Oh noooes...paging the now little heard from Greta....Greta must be working on her post Doctoral thesis on climatology....or her high school service project...CNN???
Well you see, they scoop out sand at the bottom of the sea, then take measurements of the microscopic dead critters, then figure out how much they should have measured 2000 years ago, divide the difference by the Roman Emperor’s hat size, 2,000 years ago, multiply it by 2000, divide it by the size of the recent dead critters, and subtract the difference, check which way the political winds are blowing, make a computer model to fit all that, and presto chango, there you go!
Kids today read poems from Maya Angelou in school, not stuff from dead old white heterosexual men. So how would they know that?

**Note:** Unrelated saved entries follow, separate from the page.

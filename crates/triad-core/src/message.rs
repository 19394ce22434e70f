//! Message envelope exchanged between agents and the per-agent conversation log.

use std::collections::{HashMap, VecDeque};
use std::fmt;

use chrono::{DateTime, Utc};
use serde::{Deserialize, Serialize};
use serde_json::Value;

/// Rendered in place of a transcript when nothing has been exchanged yet.
pub const EMPTY_HISTORY: &str = "No previous conversation.";

/// Number of messages included in a context view unless configured otherwise.
pub const DEFAULT_CONTEXT_WINDOW: usize = 10;

#[derive(Debug, Clone, Copy, PartialEq, Eq, Hash, Serialize, Deserialize)]
#[serde(rename_all = "snake_case")]
pub enum MessageType {
    Query,
    Response,
    Critique,
    ContextUpdate,
    Error,
}

impl MessageType {
    pub fn as_str(&self) -> &'static str {
        match self {
            MessageType::Query => "query",
            MessageType::Response => "response",
            MessageType::Critique => "critique",
            MessageType::ContextUpdate => "context_update",
            MessageType::Error => "error",
        }
    }
}

/// A message between agents.
///
/// Fields are only reachable through accessors; the builder methods consume
/// the value, so a message cannot change once it has been handed to a history.
#[derive(Debug, Clone, PartialEq, Serialize, Deserialize)]
pub struct Message {
    sender: String,
    recipient: String,
    kind: MessageType,
    content: String,
    context: HashMap<String, Value>,
    metadata: HashMap<String, Value>,
    created_at: DateTime<Utc>,
}

impl Message {
    pub fn new(
        sender: impl Into<String>,
        recipient: impl Into<String>,
        kind: MessageType,
        content: impl Into<String>,
    ) -> Self {
        Self {
            sender: sender.into(),
            recipient: recipient.into(),
            kind,
            content: content.into(),
            context: HashMap::new(),
            metadata: HashMap::new(),
            created_at: Utc::now(),
        }
    }

    pub fn with_context(mut self, context: HashMap<String, Value>) -> Self {
        self.context = context;
        self
    }

    pub fn with_context_value(mut self, key: impl Into<String>, value: Value) -> Self {
        self.context.insert(key.into(), value);
        self
    }

    pub fn with_metadata(mut self, key: impl Into<String>, value: Value) -> Self {
        self.metadata.insert(key.into(), value);
        self
    }

    pub fn sender(&self) -> &str {
        &self.sender
    }

    pub fn recipient(&self) -> &str {
        &self.recipient
    }

    pub fn kind(&self) -> MessageType {
        self.kind
    }

    pub fn content(&self) -> &str {
        &self.content
    }

    pub fn context(&self) -> &HashMap<String, Value> {
        &self.context
    }

    pub fn metadata(&self) -> &HashMap<String, Value> {
        &self.metadata
    }

    pub fn created_at(&self) -> DateTime<Utc> {
        self.created_at
    }

    /// Single transcript line: `[sender -> recipient]: content`.
    pub fn to_prompt_context(&self) -> String {
        self.to_string()
    }
}

impl fmt::Display for Message {
    fn fmt(&self, f: &mut fmt::Formatter<'_>) -> fmt::Result {
        write!(f, "[{} -> {}]: {}", self.sender, self.recipient, self.content)
    }
}

/// Append-only, arrival-ordered log of the messages one agent has seen.
#[derive(Debug, Clone, Default)]
pub struct ConversationHistory {
    messages: VecDeque<Message>,
    max_retained: Option<usize>,
}

impl ConversationHistory {
    pub fn new() -> Self {
        Self::default()
    }

    /// History that evicts its oldest entries once `max_retained` is exceeded.
    pub fn with_retention(max_retained: usize) -> Self {
        Self {
            messages: VecDeque::new(),
            max_retained: Some(max_retained.max(1)),
        }
    }

    pub fn append(&mut self, message: Message) {
        self.messages.push_back(message);
        if let Some(limit) = self.max_retained {
            while self.messages.len() > limit {
                self.messages.pop_front();
            }
        }
    }

    pub fn len(&self) -> usize {
        self.messages.len()
    }

    pub fn is_empty(&self) -> bool {
        self.messages.is_empty()
    }

    /// The `n` most recent messages in arrival order.
    pub fn recent(&self, n: usize) -> impl Iterator<Item = &Message> {
        self.messages.iter().skip(self.messages.len().saturating_sub(n))
    }

    pub fn iter(&self) -> impl Iterator<Item = &Message> {
        self.messages.iter()
    }

    /// Flat transcript of the last `window` messages, or [`EMPTY_HISTORY`].
    pub fn context_view(&self, window: usize) -> String {
        if self.messages.is_empty() {
            return EMPTY_HISTORY.to_string();
        }
        self.recent(window)
            .map(Message::to_prompt_context)
            .collect::<Vec<_>>()
            .join("\n")
    }

    pub fn clear(&mut self) {
        self.messages.clear();
    }
}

They don’t read Plato’s Republic, and that’s why they think they live in a Democracy, not a republic (they just regurgitate what they hear on the web/TV). They don’t learn to read nor write in cursive, what our Constitution and Declaration of Independence are written in. Clemon’s impacting the English language and one of the most significant US writers is essentially excluded (not PC today). The English Epic poem Beowulf few will read as part of their great public education, but my son did tell me all about global warming coming home from school. Shakespeare, many will never be exposed to... but they will read literature that is contemporary and deemed relevant because it deals with or was written by a homosexual, female, or black person.
With few morals (replaced by secular situational dependent ethics), culture and a poor public education, you can convince people of just about anything.
viticulture in Roman Britain. Mentions it being warmer https://www.independent.co.uk/news/science/veni-vidi-viticulture-remains-of-roman-vineyards-found-in-uk-738723.html?&cf=1
At some point the Romans had vineyards in Great Britain.
Also there was long cold snap during the time of the Black Death. Theory is rats and their fleas moved closer to humans.
Scoldilocks Greta is beating her Asperger’s addled noggin on her Bedroom Headboard with this news.
They could swim in the ocean sans fear from attack by Jaws. The downside being you'd have to swim in stercis pulmenti.
*ping*
Exactly!!!
The rocks have long gooves - glacial striations - cut into them when the glaciers dragged debris across the bedrock.
Yup...and the glacier seems to have left at least one umbrella behind.
But you are right that the germ laden water was a serious danger. Lots of people died of dysentery back then.
I’m curious as to what kind of thermometers they were using 2000 years ago.